4. Behavioral Modification
The next decade will witness a rise of micro biosensors and devices, as well as mobile apps with more sophisticated health measurement tools and remote monitoring capabilities which will provide even more data to facilitate R&D and enhance treatment efficacy. This type of data will provide important insights to the individual in terms of their health optimization, but also will help reduce overall healthcare costs, if more patients adhere to following prescribed medicine or treatment plans.
Besides, behavioral modification is the core of prevention and there are plenty of start-ups popping up in the areas related to ailment identification, prevention, and treatment. To speak of some, Somatix, a data-analytics B2B2C software platform company offering an ML-based application which recognizes “hand-to-mouth gestures in order to help people better understand their behavior and make life-affirming changes”, specifically in smoking cessation. The second example, SkinVision, positions itself as a “skin cancer risk app” makes its claim as “the first and only CE certified online assessment.”
5. Drug Discovery/Manufacturing
Machine learning is a powerful tool in preliminary (early-stage) drug discovery which may be used in a range of activities, from initial screening of drug compounds to success rate prediction based on biological factors and to R&D discovery technologies like next-generation sequencing.
Startups are using machine learning algorithms to reduce drug discovery times, yet, the key players in this domain remain the MIT Clinical Machine Learning Group, who conduct precision medicine research focused on the development of algorithms to better understand disease processes for effective treatment of diseases like Type 2 diabetes and Microsoft’s Project Hanover who in cooperation with the Knight Cancer Institute is developing and AI technology for cancer precision treatment.
6. Clinical Trial Research
Machine learning has several potential applications which may help direct clinical trial research. For example, applying advanced predictive analytics in identifying candidates for clinical trials could provide a much wider range of data, including social media and doctor visits, as well as genetic information on the target populations. Better sampling techniques would lead to smaller, quicker, and less expensive trials.

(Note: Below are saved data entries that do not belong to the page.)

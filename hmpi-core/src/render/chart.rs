//! Chart.js-shaped payloads for the per-sample charts.

use std::fmt;
use std::str::FromStr;

use serde::{Deserialize, Serialize};

use crate::render::palette::{
    CURRENT_AREA, CURRENT_FILL, CURRENT_LINE, CURRENT_RADAR_FILL, LIMIT_AREA, LIMIT_FILL,
    LIMIT_LINE, LIMIT_RADAR_FILL, series_color,
};
use crate::view::SampleSeries;

#[derive(Clone, Copy, Debug, PartialEq, Eq, Serialize, Deserialize)]
#[serde(rename_all = "lowercase")]
pub enum ChartKind {
    Bar,
    Line,
    Pie,
    Radar,
}

impl ChartKind {
    pub fn title(self) -> &'static str {
        match self {
            ChartKind::Bar => "Bar",
            ChartKind::Line => "Line",
            ChartKind::Pie => "Pie",
            ChartKind::Radar => "Radar",
        }
    }
}

impl fmt::Display for ChartKind {
    fn fmt(&self, f: &mut fmt::Formatter<'_>) -> fmt::Result {
        f.write_str(self.title())
    }
}

#[derive(Clone, Debug, PartialEq, Eq)]
pub struct UnknownChartKind(pub String);

impl fmt::Display for UnknownChartKind {
    fn fmt(&self, f: &mut fmt::Formatter<'_>) -> fmt::Result {
        write!(f, "unknown chart kind `{}`", self.0)
    }
}

impl std::error::Error for UnknownChartKind {}

impl FromStr for ChartKind {
    type Err = UnknownChartKind;

    fn from_str(s: &str) -> Result<Self, Self::Err> {
        match s.to_ascii_lowercase().as_str() {
            "bar" => Ok(ChartKind::Bar),
            "line" => Ok(ChartKind::Line),
            "pie" => Ok(ChartKind::Pie),
            "radar" => Ok(ChartKind::Radar),
            _ => Err(UnknownChartKind(s.to_string())),
        }
    }
}

/// A single color or one color per data point.
#[derive(Clone, Debug, PartialEq, Serialize)]
#[serde(untagged)]
pub enum Paint {
    Solid(&'static str),
    PerPoint(Vec<&'static str>),
}

#[derive(Clone, Debug, PartialEq, Serialize)]
#[serde(rename_all = "camelCase")]
pub struct ChartDataset {
    #[serde(skip_serializing_if = "Option::is_none")]
    pub label: Option<&'static str>,
    /// `null` marks a metric without a limit; Chart.js leaves a gap.
    pub data: Vec<Option<f64>>,
    pub background_color: Paint,
    #[serde(skip_serializing_if = "Option::is_none")]
    pub border_color: Option<&'static str>,
    #[serde(skip_serializing_if = "Option::is_none")]
    pub fill: Option<bool>,
}

#[derive(Clone, Debug, PartialEq, Serialize)]
pub struct ChartData {
    pub labels: Vec<String>,
    pub datasets: Vec<ChartDataset>,
}

#[derive(Clone, Debug, PartialEq, Serialize)]
pub struct ChartTitle {
    pub display: bool,
    pub text: String,
}

#[derive(Clone, Debug, PartialEq, Serialize)]
pub struct ChartPlugins {
    pub title: ChartTitle,
}

#[derive(Clone, Debug, PartialEq, Serialize)]
pub struct ChartOptions {
    pub responsive: bool,
    pub plugins: ChartPlugins,
}

/// Complete `new Chart(ctx, spec)` argument.
#[derive(Clone, Debug, PartialEq, Serialize)]
pub struct ChartSpec {
    #[serde(rename = "type")]
    pub kind: ChartKind,
    pub data: ChartData,
    pub options: ChartOptions,
}

const CURRENT_LABEL: &str = "Current Level";
const LIMIT_LABEL: &str = "WHO Limit";

pub fn chart(kind: ChartKind, row: &SampleSeries) -> ChartSpec {
    let entries = row.entries();
    let labels = entries.iter().map(|e| e.metric.to_string()).collect();
    let current: Vec<Option<f64>> = entries.iter().map(|e| Some(e.value)).collect();
    let limits: Vec<Option<f64>> = entries.iter().map(|e| e.limit).collect();

    let dataset = |label: &'static str,
                   data: Vec<Option<f64>>,
                   background: &'static str,
                   border: Option<&'static str>,
                   fill: Option<bool>| ChartDataset {
        label: Some(label),
        data,
        background_color: Paint::Solid(background),
        border_color: border,
        fill,
    };

    let datasets = match kind {
        ChartKind::Bar => vec![
            dataset(CURRENT_LABEL, current, CURRENT_FILL, None, None),
            dataset(LIMIT_LABEL, limits, LIMIT_FILL, None, None),
        ],
        ChartKind::Line => vec![
            dataset(CURRENT_LABEL, current, CURRENT_AREA, Some(CURRENT_LINE), Some(true)),
            dataset(LIMIT_LABEL, limits, LIMIT_AREA, Some(LIMIT_LINE), Some(true)),
        ],
        ChartKind::Radar => vec![
            dataset(CURRENT_LABEL, current, CURRENT_RADAR_FILL, Some(CURRENT_FILL), None),
            dataset(LIMIT_LABEL, limits, LIMIT_RADAR_FILL, Some(LIMIT_FILL), None),
        ],
        ChartKind::Pie => vec![ChartDataset {
            label: None,
            data: current,
            background_color: Paint::PerPoint((0..entries.len()).map(series_color).collect()),
            border_color: None,
            fill: None,
        }],
    };

    ChartSpec {
        kind,
        data: ChartData { labels, datasets },
        options: ChartOptions {
            responsive: true,
            plugins: ChartPlugins {
                title: ChartTitle {
                    display: true,
                    text: format!("Sample {} - {} Chart", row.id(), kind),
                },
            },
        },
    }
}
use js_sys::Array;
use wasm_bindgen::{JsCast, JsValue};
use web_sys::{Blob, Document, HtmlElement, Url, Window};

/// Log a message to the browser console.
pub fn log(s: &str) {
    web_sys::console::log_1(&JsValue::from_str(s));
}

/// Convert any displayable error into the string value thrown to JS.
pub fn js_err(e: impl std::fmt::Display) -> JsValue {
    JsValue::from_str(&e.to_string())
}

/// Serialize a payload for the JS side (Chart.js, Leaflet).
pub fn to_json<T: serde::Serialize>(value: &T) -> Result<String, JsValue> {
    serde_json::to_string(value).map_err(js_err)
}

/// Build an absolute URL for an asset, taking into account the optional
/// `window.__BASE_URL` which is set by the host page.
pub fn asset_url(path: &str) -> String {
    let p = path.trim();
    if p.starts_with("http://") || p.starts_with("https://") || p.starts_with("data:") {
        return p.to_string();
    }
    let base = web_sys::window()
        .and_then(|w| {
            let v = js_sys::Reflect::get(&w, &JsValue::from_str("__BASE_URL")).ok()?;
            v.as_string()
        })
        .unwrap_or_else(|| "/".to_string());
    let base = if base.ends_with('/') {
        base
    } else {
        format!("{}/", base)
    };
    format!("{}{}", base, p.trim_start_matches('/'))
}

/// Fetch a text resource trying a list of fallback URLs in order.
pub async fn fetch_text_with_fallbacks(window: &Window, urls: &[&str]) -> Option<String> {
    for url in urls {
        let resp_value =
            match wasm_bindgen_futures::JsFuture::from(window.fetch_with_str(url)).await {
                Ok(v) => v,
                Err(_) => continue,
            };
        let resp: web_sys::Response = match resp_value.dyn_into() {
            Ok(r) => r,
            Err(_) => continue,
        };
        if !resp.ok() {
            log(&format!("{} answered {}", url, resp.status()));
            continue;
        }
        if let Ok(text_promise) = resp.text()
            && let Ok(text_js) = wasm_bindgen_futures::JsFuture::from(text_promise).await
            && let Some(s) = text_js.as_string()
        {
            return Some(s);
        }
    }
    None
}

/// Naive parser for `?a=b&c=d`.
pub fn get_query_param(search: &str, key: &str) -> Option<String> {
    let s = search.trim_start_matches('?');
    for pair in s.split('&') {
        let mut it = pair.splitn(2, '=');
        let k = it.next()?;
        let v = it.next().unwrap_or("");
        if k == key {
            return Some(url_decode(v));
        }
    }
    None
}

fn url_decode(s: &str) -> String {
    let s = s.replace('+', " ");
    percent_encoding::percent_decode_str(&s)
        .decode_utf8_lossy()
        .to_string()
}

pub fn html_escape(s: &str) -> String {
    s.replace('&', "&amp;")
        .replace('<', "&lt;")
        .replace('>', "&gt;")
        .replace('"', "&quot;")
}

fn download(document: &Document, filename: &str, href: &str) -> Result<(), JsValue> {
    let a = document.create_element("a")?.dyn_into::<HtmlElement>()?;
    a.set_attribute("href", href)?;
    a.set_attribute("download", filename)?;
    a.click();
    Ok(())
}

pub fn save_text_as_file(document: &Document, filename: &str, text: &str) -> Result<(), JsValue> {
    let array = Array::new();
    array.push(&JsValue::from_str(text));
    let blob = Blob::new_with_str_sequence(&array)?;
    let url = Url::create_object_url_with_blob(&blob)?;
    download(document, filename, &url)?;
    Url::revoke_object_url(&url)?;
    Ok(())
}

/// Save a `data:` URL (e.g. from `canvas.toDataURL()`).
pub fn save_data_url(document: &Document, filename: &str, data_url: &str) -> Result<(), JsValue> {
    download(document, filename, data_url)
}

ML can also be used for remote monitoring and real-time data access; for example, constant monitoring of biological signals for any sign of harm to participants or their eventual death. Some other possibilities for ML applications include finding the best sample sizes; addressing and adapting to differences in sites for patient recruitment; and using electronic medical records to reduce data errors.
7. Epidemic Outbreak Prediction
Another effective application of ML and AI technologies is monitoring and predicting epidemic outbreaks around the world. The data sources include data collected from satellites, historical information on the web, real-time social media updates, and more. For instance, support vector machines and artificial neural networks help predict malaria outbreaks on the basis of temperature, average monthly rainfall, total number of positive cases, as well as other data points.
Predicting outbreak severity is particularly crucial in third-world countries, which often lack medical infrastructure, educational opportunities, expertise, and access to treatments.
As Harpreet Singh Buttar, analyst at Frost & Sullivan claims, “by 2025, AI systems could be involved in everything from population health management, to digital avatars capable of answering specific patient queries,” and we at SciForce are ready to accept the ML and AI challenge with our current projects.